Western Economists Explain Why Gold is Losing its «Safe-Haven» Status for Investors

World news » Western Economists Explain Why Gold is Losing its “Safe-Haven” Status for Investors
Preview Western Economists Explain Why Gold is Losing its «Safe-Haven» Status for Investors

The paradox of simultaneous growth in stocks and precious metals alters billionaires` portfolio strategies.

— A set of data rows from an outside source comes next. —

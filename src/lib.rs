// supply-risk: Umbrella crate for the risk-intelligence pipeline.
//
// Re-exports the substrate crates so the root integration suites (and
// downstream tooling) have one import surface. The runnable services live
// under services/.

pub use sr_bus;
pub use sr_core;
pub use sr_state;
pub use sr_types;
pub use sr_worker;
//! DLQ promotion after the delivery budget is spent.
//!
//! With `max_deliveries = 3` and a handler that always fails, three
//! worker iterations leave the source group with no pending messages and
//! exactly one DLQ record carrying the original payload.

use async_trait::async_trait;
use serde_json::json;
use std::sync::Arc;
use std::time::Duration;

use sr_bus::{publish_message, ConsumerMessage, EventStreamReader, MemoryBus};
use sr_state::MemoryStateStore;
use sr_test_utils::raw_signal;
use sr_worker::{HandlerError, MessageHandler, StreamWorker, WorkerConfig};

struct AlwaysFail;

#[async_trait]
impl MessageHandler for AlwaysFail {
    async fn handle(&self, _message: &ConsumerMessage) -> Result<(), HandlerError> {
        Err(HandlerError::new("handler rejects everything"))
    }
}

fn failing_worker(bus: &MemoryBus, store: &MemoryStateStore) -> StreamWorker {
    let mut cfg = WorkerConfig::new("external-signals", "classification", "classification");
    cfg.block = Duration::from_millis(10);
    cfg.max_deliveries = 3;
    cfg.retry_backoff = Duration::from_millis(1);
    StreamWorker::new(
        Arc::new(bus.clone()),
        Arc::new(store.clone()),
        Arc::new(AlwaysFail),
        cfg,
    )
}

#[tokio::test]
async fn third_failure_promotes_to_dlq_and_acks() {
    let bus = MemoryBus::new();
    let store = MemoryStateStore::new();
    let worker = failing_worker(&bus, &store);
    worker.init().await.unwrap();

    let payload = raw_signal("e1");
    publish_message(&bus, "external-signals", &payload)
        .await
        .unwrap();

    for _ in 0..3 {
        worker.run_once().await.unwrap();
    }

    assert_eq!(
        bus.pending_count("external-signals", "classification").await,
        0,
        "no pending messages after promotion"
    );

    let dlq = bus.read_recent("external-signals.dlq", 10).await.unwrap();
    assert_eq!(dlq.len(), 1, "exactly one DLQ record");
    assert_eq!(dlq[0].message["reason"], "MAX_DELIVERIES_EXCEEDED");
    assert_eq!(dlq[0].message["payload"], payload, "payload carried verbatim");
    assert_eq!(dlq[0].message["source_stream"], "external-signals");
    assert_eq!(dlq[0].message["metadata"]["group"], "classification");
}

#[tokio::test]
async fn earlier_failures_leave_message_pending() {
    let bus = MemoryBus::new();
    let store = MemoryStateStore::new();
    let worker = failing_worker(&bus, &store);
    worker.init().await.unwrap();

    publish_message(&bus, "external-signals", &json!({"event_id": "e1"}))
        .await
        .unwrap();

    worker.run_once().await.unwrap();
    worker.run_once().await.unwrap();

    assert_eq!(
        bus.pending_count("external-signals", "classification").await,
        1,
        "still pending before the budget is spent"
    );
    assert!(bus
        .read_recent("external-signals.dlq", 10)
        .await
        .unwrap()
        .is_empty());
}

/// A malformed envelope never reaches the handler; the driver routes it
/// to the DLQ with reason MALFORMED_PAYLOAD and acks it.
#[tokio::test]
async fn malformed_envelope_is_driver_routed() {
    let bus = MemoryBus::new();
    let store = MemoryStateStore::new();
    let worker = failing_worker(&bus, &store);
    worker.init().await.unwrap();

    let mut fields = std::collections::HashMap::new();
    fields.insert("payload".to_owned(), "{not valid".to_owned());
    bus.publish_raw_fields("external-signals", fields).await;

    assert_eq!(worker.run_once().await.unwrap(), 0);

    let dlq = bus.read_recent("external-signals.dlq", 10).await.unwrap();
    assert_eq!(dlq.len(), 1);
    assert_eq!(dlq[0].message["reason"], "MALFORMED_PAYLOAD");
    assert_eq!(
        bus.pending_count("external-signals", "classification").await,
        0
    );
}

Gold, traditionally seen as a beacon of stability during economic turmoil for centuries, is now exhibiting unusual behavior. Contrary to long-held beliefs, its price is climbing alongside booming stock markets, prompting economists to question if this «safe haven» is losing its primary protective role and evolving into just another investment asset.

`Paradox
Photo: Mikhail Kovalev

In April 2025, gold prices reached an all-time high and have remained elevated. Investment lore dictates that this precious metal serves as a sanctuary asset, attracting investors during crises as they flee riskier options like stocks. However, the current market scenario challenges this axiom. The S&P 500, an index comprising 503 stocks of 500 leading publicly traded U.S. companies, has also hit a new record. Economists are noting that this parallel movement of two historically inversely correlated assets raises concerns about gold`s diminishing role as a protective asset.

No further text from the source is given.